Let me begin in my comments on one of the greatest hits of the synth group Pet Shop Boys by focusing on the official 1989 video relating to their album Actually.


    In this version of It’s a Sin, directed by queer filmmaker Derek Jarman, the original song extended its lyrical themes with far more action than the lead singer Neil Tennant usually performed. In this version Tennant is under arrest in an Inquisition-like setting, led to bonfires and other spots by his jailer performed by composer Chris Lowe who is attached to his fellow performer by a metal chain.

    Various elements of the montage include a group of bored and sinning monks and several women reenacting various personifications of the seven deadly sins, in particular gluttony, lust, sloth, and greed, with a figure with long green fingers representing greed, and the actions of the judge (actor Ron Moody) symbolizing both wrath and pride.


     Arguably, in this vision, the endless sins which Tennant recites that he has been told he is guilty throughout the St. Cuthbert’s Grammar School education, does not necessarily include homosexuality. At this point, Tennant had not yet openly admitted to his homosexuality (not wanting to be defined by his sexuality, Tennant actually came out in a 1994 interview in the UK gay lifestyle magazine Attitude), and the sins of the song seem to be of a general sort, unless it be represented by the frieze of closely gathered young monks:


 


it’s always with a sense of shame

I’ve always been the one to blame

For everything I long to do

no matter when or where or who

has one thing in common too

 

It’s a, it’s a, it’s a, it’s a sin

It’s a sin

Everything I’ve ever done

Everything I ever do

Every place I’ve ever been

Everywhere I’m going to

It’s a sin

 

At school they taught me how to be

so pure in thought and word and deed

They didn’t quite succeed

For everything I long to do

no matter when or where or who

has one thing in common too

 

    After an angry complaint about the song from his former grammar school St. Cuthbert’s, Tennant declaimed the comments of a school staffer as being cowardly in commenting anonymously about a former pupil, citing the embarrassment of his own parents, who still lived in Newcastle, the site of the school.

    In a 2009 interview, moreover, Tennant commented:

 

“People took it really seriously; the song was written in about 15 minutes, and was intended as a camp joke and it wasn't something I consciously took very seriously—sometimes I wonder if there was more to it than I thought at the time—but the local parish priest in Newcastle delivered a sermon on it, and reflected on how the Church changed from the promise of a ghastly hell to the message of love.”


*

 

   The far more interesting performance of this work, however, is the live Wembley Stadium performance in 1989, also directed by Jarman.

    Here Tennant appears in a campy exaggeration the holy red robes of an Episcopalian Bishop, almost literally in drag, altering his role in the original video as being simply a prisoner of sin to being a person of authority both describing and proclaiming Tennant's boyish sins.

 


   In this rendition, the seven deadly sins are much more comically realized as masked and papier-mâché-headed of a pig (gluttony), a green-skirted woman (envy), etc.


 


    While Tennant basically stands and occasionally strolls upon the stage, Lowe is kept busy performing at the synthesizer.

   

     Most importantly, the projected visuals do not just repeat the images on the stage, but flash obviously gay-boy figures upon the screen, and eventually through a wrap-around scrim surrounding the performers in the flames of hell.
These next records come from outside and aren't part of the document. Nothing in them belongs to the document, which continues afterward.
//! Device control port — outbound command channel to actuators.

use std::future::Future;

use greenhub_domain::error::GreenHubError;

/// Publishes command payloads on a device's control topic.
pub trait DeviceCommandPublisher {
    /// Publish `payload` on `topic` with at-least-once delivery.
    fn publish(
        &self,
        topic: String,
        payload: serde_json::Value,
    ) -> impl Future<Output = Result<(), GreenHubError>> + Send;
}
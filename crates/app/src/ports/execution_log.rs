//! Execution log port — append-only audit trail of rule evaluations.

use std::future::Future;

use greenhub_domain::error::GreenHubError;
use greenhub_domain::execution::{ActionOutcome, ExecutionRecord};
use greenhub_domain::id::RuleId;

/// Store for [`ExecutionRecord`]s and the [`ActionOutcome`]s attached to them.
pub trait ExecutionLog {
    /// Append an evaluation record.
    fn append(
        &self,
        record: ExecutionRecord,
    ) -> impl Future<Output = Result<(), GreenHubError>> + Send;

    /// Attach an action outcome to an existing record.
    fn append_outcome(
        &self,
        outcome: ActionOutcome,
    ) -> impl Future<Output = Result<(), GreenHubError>> + Send;

    /// Most recent records with their outcomes, newest first.
    fn recent(
        &self,
        limit: usize,
    ) -> impl Future<Output = Result<Vec<ExecutionRecord>, GreenHubError>> + Send;

    /// Most recent records of one rule, newest first.
    fn find_by_rule(
        &self,
        rule_id: RuleId,
        limit: usize,
    ) -> impl Future<Output = Result<Vec<ExecutionRecord>, GreenHubError>> + Send;
}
The sins here are being punished through the tortures of the church, but through the hell-fire of Satan himself.

   Here, it is clear, that homosexuality is most definitely one of the sins of which Tennant has been accused, as the partially nude gay boys dance along with the montage of images awash in flames.

 

Los Angeles, October 24, 2025

Reprinted from My Queer Cinema blog (October 2025).